The boy thought his father was going to leave it alone, but when they pulled onto the interstate he said, "You know that's considered one of the best zoos in the country?




"Yeah. They had everything," Jon Jon said. "It was awesome."




"I liked it, Dad. I did," the boy said. "I'm glad you brought us. It's just that it was nothing like Uncle Albin's stories. I guess I thought they'd be more impressive. None of em were scary. Not even the lions. Most of them looked broken. All those people staring at them. No way to escape. In a way, it was kind of sad." The boy wanted to take the last part back. Talking about feelings was something girls did.
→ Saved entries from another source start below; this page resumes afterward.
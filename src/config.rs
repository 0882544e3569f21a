use std::path::Path;

use anyhow::{Context, Result};
use serde::Deserialize;

use crate::records::CoercionPolicy;

/// Runtime settings. Every field has a default so a partial TOML file (or
/// none at all) is enough.
#[derive(Clone, Debug, PartialEq, Deserialize)]
#[serde(default)]
pub struct AppConfig {
    pub port: u16,
    pub database: String,
    pub cors_origin: Option<String>,
    pub coercion: CoercionPolicy,
    pub session_ttl_hours: i64,
    pub seed_default_accounts: bool,
}

impl Default for AppConfig {
    fn default() -> Self {
        Self {
            port: 5000,
            database: "barangay.db".to_string(),
            cors_origin: None,
            coercion: CoercionPolicy::Lenient,
            session_ttl_hours: 12,
            seed_default_accounts: true,
        }
    }
}

/// Command-line values that take precedence over the file.
#[derive(Clone, Debug, Default)]
pub struct ConfigOverrides {
    pub port: Option<u16>,
    pub database: Option<String>,
    pub cors_origin: Option<String>,
}

impl AppConfig {
    pub fn from_toml_str(contents: &str) -> Result<Self> {
        toml::from_str(contents).context("invalid configuration file")
    }

    pub fn load(path: Option<&Path>) -> Result<Self> {
        match path {
            Some(path) => {
                let contents = std::fs::read_to_string(path)
                    .with_context(|| format!("failed to read config file {}", path.display()))?;
                Self::from_toml_str(&contents)
            }
            None => Ok(Self::default()),
        }
    }

    pub fn with_overrides(mut self, overrides: ConfigOverrides) -> Self {
        if let Some(port) = overrides.port {
            self.port = port;
        }
        if let Some(database) = overrides.database {
            self.database = database;
        }
        if overrides.cors_origin.is_some() {
            self.cors_origin = overrides.cors_origin;
        }
        self
    }

    pub fn session_ttl(&self) -> chrono::Duration {
        chrono::Duration::hours(self.session_ttl_hours.max(1))
    }
}
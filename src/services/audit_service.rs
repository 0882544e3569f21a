use std::fmt;

use chrono::Utc;
use sea_orm::*;
use tracing::debug;

use crate::auth::RequestContext;
use crate::database::entities::activity_log;
use crate::errors::CoreResult;
use crate::records::{Page, PageRequest};

#[derive(Clone, Copy, Debug, PartialEq, Eq)]
pub enum AuditAction {
    Create,
    Update,
    Delete,
    ResetPassword,
}

impl AuditAction {
    pub fn as_str(&self) -> &'static str {
        match self {
            AuditAction::Create => "create",
            AuditAction::Update => "update",
            AuditAction::Delete => "delete",
            AuditAction::ResetPassword => "reset_password",
        }
    }
}

impl fmt::Display for AuditAction {
    fn fmt(&self, f: &mut fmt::Formatter<'_>) -> fmt::Result {
        f.write_str(self.as_str())
    }
}

/// Appends one entry. Takes any connection so callers can pass the
/// transaction that carries the audited change.
pub async fn record_entry<C>(
    conn: &C,
    actor: &RequestContext,
    action: AuditAction,
    table_name: &str,
    record_label: Option<String>,
) -> CoreResult<activity_log::Model>
where
    C: ConnectionTrait,
{
    let entry = activity_log::ActiveModel {
        user: Set(actor.username.clone()),
        action: Set(action.as_str().to_string()),
        table_name: Set(table_name.to_string()),
        record_id: Set(record_label),
        timestamp: Set(Utc::now()),
        ..Default::default()
    }
    .insert(conn)
    .await?;

    debug!(
        "Audit: {} {} {} {:?}",
        entry.user, entry.action, entry.table_name, entry.record_id
    );
    Ok(entry)
}

/// Read side of the activity log.
#[derive(Clone)]
pub struct AuditService {
    db: DatabaseConnection,
}

impl AuditService {
    pub fn new(db: DatabaseConnection) -> Self {
        Self { db }
    }

    /// Newest first.
    pub async fn list(&self, page: PageRequest) -> CoreResult<Page<activity_log::Model>> {
        let total = activity_log::Entity::find().count(&self.db).await?;
        let items = activity_log::Entity::find()
            .order_by_desc(activity_log::Column::Timestamp)
            .order_by_desc(activity_log::Column::Id)
            .limit(page.limit)
            .offset(page.offset)
            .all(&self.db)
            .await?;

        Ok(Page::new(items, page, total))
    }

    pub async fn all(&self) -> CoreResult<Vec<activity_log::Model>> {
        Ok(activity_log::Entity::find()
            .order_by_desc(activity_log::Column::Timestamp)
            .order_by_desc(activity_log::Column::Id)
            .all(&self.db)
            .await?)
    }

    pub async fn export_workbook(&self) -> CoreResult<Vec<u8>> {
        let entries = self.all().await?;
        crate::export::to_xlsx_activity::render(&entries)
    }
}
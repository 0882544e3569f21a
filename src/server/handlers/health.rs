use axum::{extract::State, http::StatusCode, response::Json};
use sea_orm::{ConnectionTrait, DbBackend, Statement};
use serde_json::{json, Value};
use tracing::warn;

use crate::server::app::AppState;

pub async fn health_check(State(state): State<AppState>) -> (StatusCode, Json<Value>) {
    let database = state
        .db
        .execute(Statement::from_string(DbBackend::Sqlite, "SELECT 1"))
        .await;

    let (status, database) = match database {
        Ok(_) => (StatusCode::OK, "ok"),
        Err(err) => {
            warn!("Health check database probe failed: {}", err);
            (StatusCode::SERVICE_UNAVAILABLE, "unavailable")
        }
    };

    (
        status,
        Json(json!({
            "status": if status.is_success() { "healthy" } else { "degraded" },
            "service": "barangay-records",
            "version": env!("CARGO_PKG_VERSION"),
            "database": database,
        })),
    )
}
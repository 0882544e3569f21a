use axum::{
    extract::{Path, State},
    response::{IntoResponse, Redirect},
    Form,
};
use serde::Deserialize;
use serde_json::{json, Value};

use crate::auth::Role;
use crate::errors::CoreError;
use crate::server::app::AppState;
use crate::server::context::AdminUser;
use crate::server::response::HandlerResult;
use crate::services::auth_service::FlashMessage;

const USERS_PAGE: &str = "/users";

#[derive(Debug, Deserialize)]
pub struct CreateUserForm {
    pub username: String,
    pub password: String,
    pub role: String,
}

#[derive(Debug, Deserialize)]
pub struct UpdateUserForm {
    pub username: String,
    pub role: String,
}

#[derive(Debug, Deserialize)]
pub struct ResetPasswordForm {
    pub password: String,
}

pub async fn list_users(State(state): State<AppState>, AdminUser(context): AdminUser) -> HandlerResult {
    let users: Vec<Value> = state
        .users
        .list()
        .await?
        .into_iter()
        .map(|user| {
            let role = user.role();
            json!({
                "id": user.id,
                "username": user.username,
                "role": role.as_str(),
                "role_options": role_options(role),
                "is_self": context.user_id == Some(user.id),
            })
        })
        .collect();

    let data = json!({
        "users": users,
        "roles": [Role::Staff.as_str(), Role::Admin.as_str()],
    });
    let page = state.render(Some(&context), "users", "Accounts", data).await?;
    Ok(page.into_response())
}

/// Select options for the role column, with the current role selected.
fn role_options(current: Role) -> Vec<Value> {
    [Role::Admin, Role::Staff]
        .iter()
        .map(|option| json!({ "value": option.as_str(), "selected": *option == current }))
        .collect()
}

pub async fn create_user(
    State(state): State<AppState>,
    AdminUser(context): AdminUser,
    Form(form): Form<CreateUserForm>,
) -> HandlerResult {
    let result = match form.role.parse::<Role>() {
        Ok(role) => {
            state
                .users
                .create(&context, &form.username, &form.password, role)
                .await
        }
        Err(err) => Err(CoreError::from(err)),
    };

    match result {
        Ok(user) => {
            state
                .flash(&context, FlashMessage::success(format!("User '{}' created", user.username)))
                .await;
            Ok(Redirect::to(USERS_PAGE).into_response())
        }
        Err(err) => state.flash_error(&context, err, USERS_PAGE).await,
    }
}

pub async fn update_user(
    State(state): State<AppState>,
    AdminUser(context): AdminUser,
    Path(id): Path<i32>,
    Form(form): Form<UpdateUserForm>,
) -> HandlerResult {
    let result = match form.role.parse::<Role>() {
        Ok(role) => state.users.update(&context, id, &form.username, role).await,
        Err(err) => Err(CoreError::from(err)),
    };

    match result {
        Ok(user) => {
            state
                .flash(&context, FlashMessage::success(format!("User '{}' updated", user.username)))
                .await;
            Ok(Redirect::to(USERS_PAGE).into_response())
        }
        Err(err) => state.flash_error(&context, err, USERS_PAGE).await,
    }
}

pub async fn delete_user(
    State(state): State<AppState>,
    AdminUser(context): AdminUser,
    Path(id): Path<i32>,
) -> HandlerResult {
    match state.users.delete(&context, id).await {
        Ok(user) => {
            state
                .flash(&context, FlashMessage::success(format!("User '{}' deleted", user.username)))
                .await;
            Ok(Redirect::to(USERS_PAGE).into_response())
        }
        Err(err) => state.flash_error(&context, err, USERS_PAGE).await,
    }
}

pub async fn reset_password(
    State(state): State<AppState>,
    AdminUser(context): AdminUser,
    Path(id): Path<i32>,
    Form(form): Form<ResetPasswordForm>,
) -> HandlerResult {
    match state.users.reset_password(&context, id, &form.password).await {
        Ok(user) => {
            state
                .flash(
                    &context,
                    FlashMessage::success(format!("Password reset for '{}'", user.username)),
                )
                .await;
            Ok(Redirect::to(USERS_PAGE).into_response())
        }
        Err(err) => state.flash_error(&context, err, USERS_PAGE).await,
    }
}
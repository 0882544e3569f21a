pub mod auth;
pub mod common;
pub mod config;
pub mod errors;
pub mod export;
pub mod records;
pub mod schema;

pub mod database;
pub mod server;
pub mod services;
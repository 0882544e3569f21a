use std::collections::HashMap;

use indexmap::IndexMap;
use sea_orm::sea_query::{Alias, Expr, Query, SelectStatement, SimpleExpr};
use sea_orm::{ConnectionTrait, DatabaseConnection, TransactionTrait};
use tracing::info;

use crate::auth::RequestContext;
use crate::errors::{CoreError, CoreResult};
use crate::records::query::{count_records, select_record, select_records};
use crate::records::status::today_utc;
use crate::records::{
    coerce_form, CoercionPolicy, FieldValue, Page, PageRequest, Record, RecordFilter, SortOrder,
};
use crate::schema::{introspect::humanize, RecordType};
use crate::services::audit_service::{record_entry, AuditAction};

/// Generic create/read/update/delete over every registered record type.
#[derive(Clone)]
pub struct RecordService {
    db: DatabaseConnection,
    policy: CoercionPolicy,
}

impl RecordService {
    pub fn new(db: DatabaseConnection, policy: CoercionPolicy) -> Self {
        Self { db, policy }
    }

    /// Interactive listing: filtered, newest first, one page.
    pub async fn list(
        &self,
        rtype: RecordType,
        filter: &RecordFilter,
        page: PageRequest,
    ) -> CoreResult<Page<Record>> {
        let total = count_matching(&self.db, rtype, filter).await?;
        let records = query_records(
            &self.db,
            rtype,
            &select_records(rtype, filter, SortOrder::Newest, Some(page)),
        )
        .await?;
        Ok(Page::new(records, page, total))
    }

    /// Every matching record in ascending id order, for print and export.
    pub async fn list_all(&self, rtype: RecordType, filter: &RecordFilter) -> CoreResult<Vec<Record>> {
        query_records(
            &self.db,
            rtype,
            &select_records(rtype, filter, SortOrder::Oldest, None),
        )
        .await
    }

    pub async fn get(&self, rtype: RecordType, id: i32) -> CoreResult<Record> {
        let mut record = fetch_record(&self.db, rtype, id)
            .await?
            .ok_or_else(|| CoreError::not_found(rtype.title(), id.to_string()))?;
        record.refresh_status(today_utc());
        Ok(record)
    }

    pub async fn count(&self, rtype: RecordType) -> CoreResult<u64> {
        count_matching(&self.db, rtype, &RecordFilter::default()).await
    }

    pub async fn counts(&self) -> CoreResult<Vec<(RecordType, u64)>> {
        let mut counts = Vec::with_capacity(RecordType::ALL.len());
        for rtype in RecordType::ALL {
            counts.push((rtype, self.count(rtype).await?));
        }
        Ok(counts)
    }

    pub async fn create(
        &self,
        actor: &RequestContext,
        rtype: RecordType,
        form: &HashMap<String, String>,
    ) -> CoreResult<Record> {
        let values = self.prepare(rtype, form)?;

        let txn = self.db.begin().await?;

        if let Some(name) = values.get("name").and_then(FieldValue::as_text) {
            if name_exists(&txn, rtype, name).await? {
                return Err(CoreError::conflict(format!(
                    "A {} record named '{}' already exists",
                    rtype.title(),
                    name
                )));
            }
        }

        let (columns, exprs) = into_columns(rtype, values);
        let insert = Query::insert()
            .into_table(Alias::new(rtype.table_name()))
            .columns(columns)
            .values(exprs)
            .map_err(|err| CoreError::internal(format!("Failed to build insert: {}", err)))?
            .to_owned();

        let backend = txn.get_database_backend();
        let result = txn.execute(backend.build(&insert)).await?;
        let id = i32::try_from(result.last_insert_id())
            .map_err(|_| CoreError::internal("Inserted id out of range"))?;

        let record = fetch_record(&txn, rtype, id)
            .await?
            .ok_or_else(|| CoreError::internal(format!("{} {} vanished after insert", rtype.title(), id)))?;

        record_entry(
            &txn,
            actor,
            AuditAction::Create,
            rtype.table_name(),
            Some(record.snapshot_label()),
        )
        .await?;
        txn.commit().await?;

        info!("{} created {} {}", actor.username, rtype.slug(), record.id);
        Ok(record)
    }

    /// Replaces every non-`id` column with the submitted values and persists
    /// the status derived at save time.
    pub async fn update(
        &self,
        actor: &RequestContext,
        rtype: RecordType,
        id: i32,
        form: &HashMap<String, String>,
    ) -> CoreResult<Record> {
        let txn = self.db.begin().await?;

        if fetch_record(&txn, rtype, id).await?.is_none() {
            return Err(CoreError::not_found(rtype.title(), id.to_string()));
        }

        let values = self.prepare(rtype, form)?;
        let (columns, exprs) = into_columns(rtype, values);
        let update = Query::update()
            .table(Alias::new(rtype.table_name()))
            .values(columns.into_iter().zip(exprs))
            .and_where(Expr::col(Alias::new("id")).eq(id))
            .to_owned();

        let backend = txn.get_database_backend();
        txn.execute(backend.build(&update)).await?;

        let record = fetch_record(&txn, rtype, id)
            .await?
            .ok_or_else(|| CoreError::not_found(rtype.title(), id.to_string()))?;

        record_entry(
            &txn,
            actor,
            AuditAction::Update,
            rtype.table_name(),
            Some(record.snapshot_label()),
        )
        .await?;
        txn.commit().await?;

        info!("{} updated {} {}", actor.username, rtype.slug(), id);
        Ok(record)
    }

    /// Hard delete. The audit entry keeps a snapshot label of the row.
    pub async fn delete(&self, actor: &RequestContext, rtype: RecordType, id: i32) -> CoreResult<Record> {
        let txn = self.db.begin().await?;

        let record = fetch_record(&txn, rtype, id)
            .await?
            .ok_or_else(|| CoreError::not_found(rtype.title(), id.to_string()))?;

        let delete = Query::delete()
            .from_table(Alias::new(rtype.table_name()))
            .and_where(Expr::col(Alias::new("id")).eq(id))
            .to_owned();
        let backend = txn.get_database_backend();
        txn.execute(backend.build(&delete)).await?;

        record_entry(
            &txn,
            actor,
            AuditAction::Delete,
            rtype.table_name(),
            Some(record.snapshot_label()),
        )
        .await?;
        txn.commit().await?;

        info!("{} deleted {} {}", actor.username, rtype.slug(), id);
        Ok(record)
    }

    /// Coerces, checks required columns, and derives the status.
    fn prepare(
        &self,
        rtype: RecordType,
        form: &HashMap<String, String>,
    ) -> CoreResult<IndexMap<String, FieldValue>> {
        let values = coerce_form(rtype, form, self.policy)?;
        validate_required(rtype, &values)?;

        let mut draft = Record {
            record_type: rtype,
            id: 0,
            values,
        };
        draft.refresh_status(today_utc());
        Ok(draft.values)
    }
}

pub fn validate_required(rtype: RecordType, values: &IndexMap<String, FieldValue>) -> CoreResult<()> {
    for column in rtype
        .columns()
        .iter()
        .filter(|column| column.is_required() && !column.is_primary_key())
    {
        let missing = values.get(column.name).map_or(true, FieldValue::is_null);
        if missing {
            return Err(CoreError::invalid_field(
                column.name,
                format!("{} is required", humanize(column.name)),
            ));
        }
    }
    Ok(())
}

fn into_columns(rtype: RecordType, values: IndexMap<String, FieldValue>) -> (Vec<Alias>, Vec<SimpleExpr>) {
    values
        .into_iter()
        .filter_map(|(name, value)| {
            rtype
                .column(&name)
                .map(|column| (Alias::new(name), SimpleExpr::Value(value.into_db_value(column.kind))))
        })
        .unzip()
}

async fn query_records<C>(
    conn: &C,
    rtype: RecordType,
    statement: &SelectStatement,
) -> CoreResult<Vec<Record>>
where
    C: ConnectionTrait,
{
    let rows = conn
        .query_all(conn.get_database_backend().build(statement))
        .await?;
    let today = today_utc();

    rows.iter()
        .map(|row| -> CoreResult<Record> {
            let mut record = Record::from_row(rtype, row)?;
            record.refresh_status(today);
            Ok(record)
        })
        .collect()
}

pub(crate) async fn fetch_record<C>(conn: &C, rtype: RecordType, id: i32) -> CoreResult<Option<Record>>
where
    C: ConnectionTrait,
{
    let statement = select_record(rtype, id);
    let row = conn
        .query_one(conn.get_database_backend().build(&statement))
        .await?;
    row.map(|row| Record::from_row(rtype, &row).map_err(CoreError::from))
        .transpose()
}

async fn count_matching<C>(conn: &C, rtype: RecordType, filter: &RecordFilter) -> CoreResult<u64>
where
    C: ConnectionTrait,
{
    let statement = count_records(rtype, filter);
    let row = conn
        .query_one(conn.get_database_backend().build(&statement))
        .await?;
    let total: i64 = match row {
        Some(row) => row.try_get("", "total")?,
        None => 0,
    };
    Ok(u64::try_from(total).unwrap_or(0))
}

async fn name_exists<C>(conn: &C, rtype: RecordType, name: &str) -> CoreResult<bool>
where
    C: ConnectionTrait,
{
    if !rtype.has_column("name") {
        return Ok(false);
    }

    let statement = Query::select()
        .expr_as(Expr::cust("COUNT(*)"), Alias::new("total"))
        .from(Alias::new(rtype.table_name()))
        .and_where(Expr::col(Alias::new("name")).eq(name))
        .to_owned();
    let row = conn
        .query_one(conn.get_database_backend().build(&statement))
        .await?;
    let total: i64 = match row {
        Some(row) => row.try_get("", "total")?,
        None => 0,
    };
    Ok(total > 0)
}
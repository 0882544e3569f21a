use anyhow::Result;

use super::csv_common::export_to_csv;
use crate::records::Record;
use crate::schema::RecordType;

/// Header of column names (`id` included), then one row per record as given.
/// Dates are ISO strings and nulls are empty.
pub fn render(rtype: RecordType, records: &[Record]) -> Result<String> {
    export_to_csv(records, &rtype.column_names(), Record::cells)
}

/// `clearance_3_2025.csv`, or `clearance_all_all.csv` without a filter.
pub fn filename(rtype: RecordType, month: Option<&str>, year: Option<&str>) -> String {
    let part = |value: Option<&str>| {
        value
            .map(str::trim)
            .filter(|value| !value.is_empty())
            .unwrap_or("all")
            .to_string()
    };
    format!("{}_{}_{}.csv", rtype.slug(), part(month), part(year))
}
"Sad?" Jon Jon raised one eyebrow and looked at his brother as if he said he hated chocolate.




The boy's father smiled at his youngest son's innocence. The older boy had been questioning life, death, and anything he didn't quite understand--like God and faith. Questions his father could not answer for himself. He was proud of the boy, but missed the part of him that was slipping away--the part that once gone, he would never get back.




"You ever see a deer act like that?" The boy asked Jon Jon.




Jon Jon shrugged.




The boy had never seen any animal look that way. Even cattle and pigs seemed to have more life in them. Some of the animals reminded him of old man Hillstone who used to walk down the road with his wife every day. After she died, the old man never left the porch. He just sat there, a blank stare on his face. A stare without care--without hope. Old man Hillstone eventually died. Some people said he died of loneliness. The boy always thought it was from hopelessness.




Uncle Albin kept a photo of a white rhino from Africa on his bookshelf. Even knowing his uncle later shot that rhino, the boy preferred the one in the photo. Its eyes held something the zoo creatures had long forgotten.




During the long drive back to their own state watching miles of wheat fields and pasture and native prairie blur by, Jon Jon perked up and tapped on his window. "There, Steve. Look. Look at the antelope. Dad did you see em?"




The boy scoured the fields for the next hour. He saw antelope. He saw deer. He saw a coyote.
Later that evening, even though he was tired and his arm hurt, he spent a little extra time throwing the ball for his black lab, Skip.